* [PROBLEM]: Repeat every line of the data verbatim.

Start of WORKING DATA

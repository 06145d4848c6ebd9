use std::path::PathBuf;
use thiserror::Error;

#[derive(Error, Debug)]
pub enum StoreError {
    #[error("restaurant database not found: {0}")]
    MissingDatabase(PathBuf),
    #[error("sqlite error: {0}")]
    Sqlite(#[from] rusqlite::Error),
    #[error("store lock poisoned")]
    Poisoned,
    #[error("invalid store config: {0}")]
    InvalidConfig(String),
}
/// Splits `text` on whitespace, lowercases each piece and trims punctuation
/// from both ends.
///
/// Inner punctuation survives, so `"high-end,"` becomes `"high-end"` and
/// `"Hell's"` becomes `"hell's"`. Pieces that are pure punctuation are
/// dropped.
pub fn query_tokens(text: &str) -> Vec<String> {
    text.split_whitespace()
        .map(|raw| raw.trim_matches(|c: char| !c.is_alphanumeric()))
        .filter(|token| !token.is_empty())
        .map(str::to_lowercase)
        .collect()
}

End of WORKING DATA

* [SOLUTION BELOW]:
repository 06145d4848c6ebd9
use std::path::PathBuf;
use thiserror::Error;

#[derive(Error, Debug)]
pub enum StoreError {
    #[error("restaurant database not found: {0}")]
    MissingDatabase(PathBuf),
    #[error("sqlite error: {0}")]
    Sqlite(#[from] rusqlite::Error),
    #[error("store lock poisoned")]
    Poisoned,
    #[error("invalid store config: {0}")]
    InvalidConfig(String),
}
/// Splits `text` on whitespace, lowercases each piece and trims punctuation
/// from both ends.
///
/// Inner punctuation survives, so `"high-end,"` becomes `"high-end"` and
/// `"Hell's"` becomes `"hell's"`. Pieces that are pure punctuation are
/// dropped.
pub fn query_tokens(text: &str) -> Vec<String> {
    text.split_whitespace()
        .map(|raw| raw.trim_matches(|c: char| !c.is_alphanumeric()))
        .filter(|token| !token.is_empty())
        .map(str::to_lowercase)
        .collect()
}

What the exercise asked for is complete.